Ero già stata qui, esattamente un anno fa. Una scivolata di qualche giorno appena che non mi aveva lasciato il tempo di entrare sottopelle a questa minuscola isola sospesa sullo Ionio, girarmela in lungo in largo, respirarmela a pieni polmoni. E lasciamo stare che c’è chi in pochi giorni riesce a farsi il giro di un intero Paese – io sono un essere lento, una viaggiatrice-lumaca, un bradipo col trolley che si allunga lentamente sulla superficie del mondo facendo affidamento sull’eternità. Io ho bisogno di tempo per gustarmi le cose, se poi mi si distrae con granite e torroncini Condorelli è una battaglia persa in partenza.
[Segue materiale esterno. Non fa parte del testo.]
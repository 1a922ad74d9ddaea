//! This module defines the `Block` material entry and the `BlockRegistry`
//! that the physics core queries for solidity, slipperiness and collision
//! shapes.
//!
//! Example:
//! ```rust
//! use strider::block::registry::{Block, BlockRegistry};
//!
//! let mut registry = BlockRegistry::with_defaults();
//! registry.register(Block {
//!     name: "packed_ice".to_string(),
//!     id: 40,
//!     slipperiness: 0.98,
//!     ..Default::default()
//! });
//! assert_eq!(registry.slipperiness(40), 0.98);
//! ```
//!
use crate::block::{blocks, BlockId};
use crate::math::{Aabb, Vector3};
use bevy::log::warn;
use bevy::prelude::Resource;
use serde::{Deserialize, Serialize};
use std::collections::HashMap;

/// Slipperiness of ordinary ground (stone, dirt, planks).
pub const DEFAULT_SLIPPERINESS: f64 = 0.6;

/// Slipperiness never exceeds this; above it, drag would add speed.
pub const MAX_SLIPPERINESS: f64 = 1.0;

const FULL_CUBE: [Aabb; 1] = [Aabb::unit()];

#[derive(Debug, Clone, Serialize, Deserialize)]
pub struct Block {
    pub name: String,
    pub id: BlockId,
    #[serde(default = "Block::default_solid")]
    pub solid: bool, // Whether the block takes part in collision at all
    #[serde(default = "Block::default_slipperiness")]
    pub slipperiness: f64, // Surface slip; 0.6 is plain ground, ice is ~0.98

    /// Collision shape in block-local coordinates (`0..1` on each axis; may
    /// exceed 1 vertically for fences and walls). An empty list on a solid
    /// block means a full cube.
    #[serde(default)]
    pub collision: Vec<Aabb>,
}

impl Block {
    fn default_solid() -> bool { true }
    fn default_slipperiness() -> f64 { DEFAULT_SLIPPERINESS }

    /// Collision boxes in block-local space.
    #[must_use]
    pub fn shape(&self) -> &[Aabb] {
        if !self.solid {
            &[]
        } else if self.collision.is_empty() {
            &FULL_CUBE[..]
        } else {
            self.collision.as_slice()
        }
    }
}

impl Default for Block {
    fn default() -> Self {
        Self {
            name: "stone".to_string(),
            id: 1,
            solid: Self::default_solid(),
            slipperiness: Self::default_slipperiness(),
            collision: Vec::new(),
        }
    }
}

#[derive(Resource, Default, Clone, Debug)]
pub struct BlockRegistry {
    pub blocks: HashMap<String, Block>,
    pub blocks_by_id: HashMap<BlockId, String>,
}

impl BlockRegistry {
    /// Registry holding the built-in materials used when no RON data is
    /// available: air, stone, dirt, ice, slime and a bottom slab.
    #[must_use]
    pub fn with_defaults() -> Self {
        let mut registry = Self::default();
        registry.register(Block {
            name: "air".to_string(),
            id: blocks::AIR,
            solid: false,
            ..Default::default()
        });
        registry.register(Block::default());
        registry.register(Block {
            name: "dirt".to_string(),
            id: 2,
            ..Default::default()
        });
        registry.register(Block {
            name: "ice".to_string(),
            id: 3,
            slipperiness: 0.98,
            ..Default::default()
        });
        registry.register(Block {
            name: "slime".to_string(),
            id: 4,
            slipperiness: 0.8,
            ..Default::default()
        });
        registry.register(Block {
            name: "stone_slab".to_string(),
            id: 5,
            collision: vec![Aabb::new(Vector3::ZERO, Vector3::new(1.0, 0.5, 1.0))],
            ..Default::default()
        });
        registry
    }

    /// Add `block`, replacing whatever held its id before.
    ///
    /// Slipperiness is kept in `(0, 1]`: zero, negative or NaN values fall
    /// back to the default, larger values are capped.
    pub fn register(&mut self, mut block: Block) {
        if !(block.slipperiness > 0.0) {
            warn!(
                "block {} has non-positive slipperiness {}, using {DEFAULT_SLIPPERINESS}",
                block.name, block.slipperiness
            );
            block.slipperiness = DEFAULT_SLIPPERINESS;
        } else if block.slipperiness > MAX_SLIPPERINESS {
            warn!(
                "block {} has slipperiness {} above {MAX_SLIPPERINESS}, capping",
                block.name, block.slipperiness
            );
            block.slipperiness = MAX_SLIPPERINESS;
        }
        if let Some(previous) = self.blocks_by_id.insert(block.id, block.name.clone())
            && previous != block.name
        {
            self.blocks.remove(&previous);
        }
        self.blocks.insert(block.name.clone(), block);
    }

    #[must_use]
    pub fn get(&self, name: &str) -> Option<&Block> {
        self.blocks.get(name)
    }

    #[must_use]
    pub fn get_by_id(&self, id: BlockId) -> Option<&Block> {
        self.blocks_by_id
            .get(&id)
            .and_then(|name| self.blocks.get(name))
    }

    /// Lookup numeric ID for a block `name`.
    #[must_use]
    pub fn id_for_name(&self, name: &str) -> Option<BlockId> {
        self.blocks.get(name).map(|b| b.id)
    }

    /// Slipperiness of the block with `id`.
    ///
    /// Unknown ids use the ground default so a stale registry never produces
    /// a runaway acceleration factor.
    #[must_use]
    pub fn slipperiness(&self, id: BlockId) -> f64 {
        self.get_by_id(id).map_or(DEFAULT_SLIPPERINESS, |b| b.slipperiness)
    }

    /// Whether `id` takes part in collision. `AIR` never does; ids missing
    /// from the registry behave as full solid blocks.
    #[must_use]
    pub fn is_solid(&self, id: BlockId) -> bool {
        if id == blocks::AIR {
            return false;
        }
        self.get_by_id(id).is_none_or(|b| b.solid)
    }

    /// Collision boxes for `id` in block-local coordinates.
    #[must_use]
    pub fn collision_boxes(&self, id: BlockId) -> &[Aabb] {
        if id == blocks::AIR {
            return &[];
        }
        match self.get_by_id(id) {
            Some(block) => block.shape(),
            None => &FULL_CUBE[..],
        }
    }
}

#[cfg(test)]
mod tests {
    use super::*;

    #[test]
    fn unknown_ids_are_solid_ground() {
        let registry = BlockRegistry::with_defaults();
        assert!(registry.is_solid(200));
        assert_eq!(registry.slipperiness(200), DEFAULT_SLIPPERINESS);
        assert_eq!(registry.collision_boxes(200), &[Aabb::unit()]);
    }

    #[test]
    fn air_has_no_shape() {
        let registry = BlockRegistry::with_defaults();
        assert!(!registry.is_solid(blocks::AIR));
        assert!(registry.collision_boxes(blocks::AIR).is_empty());
    }

    #[test]
    fn slab_uses_declared_box() {
        let registry = BlockRegistry::with_defaults();
        let id = registry.id_for_name("stone_slab").expect("slab registered");
        let boxes = registry.collision_boxes(id);
        assert_eq!(boxes.len(), 1);
        assert_eq!(boxes[0].max.y, 0.5);
    }

    #[test]
    fn reregistering_an_id_replaces_the_old_name() {
        let mut registry = BlockRegistry::with_defaults();
        registry.register(Block {
            name: "blue_ice".to_string(),
            id: 3,
            slipperiness: 0.989,
            ..Default::default()
        });
        assert!(registry.get("ice").is_none());
        assert_eq!(registry.slipperiness(3), 0.989);
    }

    #[test]
    fn register_keeps_slipperiness_in_range() {
        let mut registry = BlockRegistry::default();
        for (id, slip) in [(10, 0.0), (11, -0.5), (12, f64::NAN), (13, 1.5), (14, 1.0)] {
            registry.register(Block {
                name: format!("block_{id}"),
                id,
                slipperiness: slip,
                ..Default::default()
            });
        }
        assert_eq!(registry.slipperiness(10), DEFAULT_SLIPPERINESS);
        assert_eq!(registry.slipperiness(11), DEFAULT_SLIPPERINESS);
        assert_eq!(registry.slipperiness(12), DEFAULT_SLIPPERINESS);
        assert_eq!(registry.slipperiness(13), MAX_SLIPPERINESS);
        assert_eq!(registry.slipperiness(14), 1.0);
    }
}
C’era, così, un intrico di vie che ancora mi sfuggiva, decine di chiesette infrattate in piazzette grandi come francobolli che mi attendevano all’alba, c’erano musei, gallerie da scoprire, cespugli di papiri da ammirare, leggende da sentir narrare. E ristoranti, poi, così tanti ristoranti con i tavolini in bilico sui sanpietrini che si sarebbero offesi a morte se non fossi tornata e fiochi lumi di candela nati apposta, così almeno sembrava, per sorseggiare generosi calici di Nero d’Avola al calar della notte.
Un’isola appesa da un ponte alla Siracusa moderna, un chilometro quadrato appena di vie bianche e asimmetriche che si aprono su dettagli di barocco, rococò, rinascimento e ricordi di tempi in cui nessuno era ancora costretto a farsi appendere a una croce per salvare il culo a noi peccatori.
Il cuore vero di Siracusa, la sua parte più antica.
Ortigia.
Tutti i sensi di Ortigia
Tempo un anno, quindi, ed eccomi di nuovo qui. Questa volta poso il trolley tre settimane.
Torno a commuovermi davanti a Caravaggio, torno a mangiare pane cunzato alla Putia, torno a vedere sguazzare le paperelle tra gli esili steli del papiro nell’acqua che un tempo fu donna in fuga d’amore1.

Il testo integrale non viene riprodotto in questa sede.